TASK
Working from the entries below, give again each line from the first through the one containing "Licensed under the", exactly and with nothing else.

Stored records:
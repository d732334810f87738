// Dweve WitJSON - Typed JSON Marshaling Framework
//
// Copyright (c) 2025 Dweve IP B.V. and individual contributors.
//
// SPDX-License-Identifier: Apache-2.0
//
// Licensed under the Apache License, Version 2.0 (the "License");
// you may not use this file except in compliance with the License.
// You may obtain a copy of the License in the LICENSE file at the
// root of this repository or at: http://www.apache.org/licenses/LICENSE-2.0
//
// Unless required by applicable law or agreed to in writing, software
// distributed under the License is distributed on an "AS IS" BASIS,
// WITHOUT WARRANTIES OR CONDITIONS OF ANY KIND, either express or implied.
// See the License for the specific language governing permissions and
// limitations under the License.

//! WitJSON JSON boundary
//!
//! Converts between JSON text (or `serde_json::Value`) and the dynamic
//! [`Value`] tree, and offers one-call typed entry points on top of the
//! [`Encodable`] and [`Decodable`] contracts.
//!
//! # Features
//!
//! - **Configurable Limits**: depth, array size, string length and object
//!   size are bounded while reading untrusted input
//! - **Strict Numbers**: NaN and infinities are rejected on output instead
//!   of being silently replaced
//! - **Typed Entry Points**: [`decode_str`] and [`encode_string`]
//!
//! # Examples
//!
//! ```rust
//! use witjson_core::{Decodable, DecodeResult, JsonDecoder, Value};
//! use witjson_json::decode_str;
//!
//! struct Outcome {
//!     intent: String,
//!     confidence: f64,
//! }
//!
//! impl Decodable for Outcome {
//!     fn from_json(json: &Value) -> DecodeResult<Self> {
//!         let decoder = JsonDecoder::new(json)?;
//!         Ok(Outcome {
//!             intent: decoder.decode("intent")?,
//!             confidence: decoder.decode("confidence")?,
//!         })
//!     }
//! }
//!
//! let outcome: Outcome = decode_str(r#"{"intent": "hello", "confidence": 1}"#).unwrap();
//! assert_eq!(outcome.intent, "hello");
//! assert_eq!(outcome.confidence, 1.0);
//! ```

mod error;
mod from_json;
mod to_json;

pub use error::JsonConversionError;
pub use from_json::{
    from_json, from_json_value, from_slice, FromJsonConfig, FromJsonConfigBuilder,
    DEFAULT_MAX_ARRAY_SIZE, DEFAULT_MAX_DEPTH, DEFAULT_MAX_OBJECT_SIZE, DEFAULT_MAX_STRING_LENGTH,
};
pub use to_json::{to_json, to_json_value, ToJsonConfig};

use witjson_core::{Decodable, Encodable, Value};

/// Parse JSON text with default limits
pub fn parse(json: &str) -> Result<Value, JsonConversionError> {
    from_json(json, &FromJsonConfig::default())
}

/// Parse JSON text and decode it as `T`
pub fn decode_str<T: Decodable>(json: &str) -> Result<T, JsonConversionError> {
    decode_str_with(json, &FromJsonConfig::default())
}

/// Parse JSON text under `config` and decode it as `T`
pub fn decode_str_with<T: Decodable>(
    json: &str,
    config: &FromJsonConfig,
) -> Result<T, JsonConversionError> {
    let value = from_json(json, config)?;
    Ok(T::from_json(&value)?)
}

/// Parse JSON text holding an array of objects and decode each as `T`
pub fn decode_array_str<T: Decodable>(json: &str) -> Result<Vec<T>, JsonConversionError> {
    let value = parse(json)?;
    Ok(witjson_core::decode_array(&value)?)
}

/// Encode `value` and write it as compact JSON text
pub fn encode_string<T: Encodable + ?Sized>(value: &T) -> Result<String, JsonConversionError> {
    encode_string_with(value, &ToJsonConfig::default())
}

/// Encode `value` and write it as JSON text under `config`
pub fn encode_string_with<T: Encodable + ?Sized>(
    value: &T,
    config: &ToJsonConfig,
) -> Result<String, JsonConversionError> {
    let tree = value.to_json()?;
    to_json(&tree, config)
}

EXERCISE OUTPUT
repository d732334810f87738
// Dweve WitJSON - Typed JSON Marshaling Framework
//
// Copyright (c) 2025 Dweve IP B.V. and individual contributors.
//
// SPDX-License-Identifier: Apache-2.0
//
// Licensed under the Apache License, Version 2.0 (the "License");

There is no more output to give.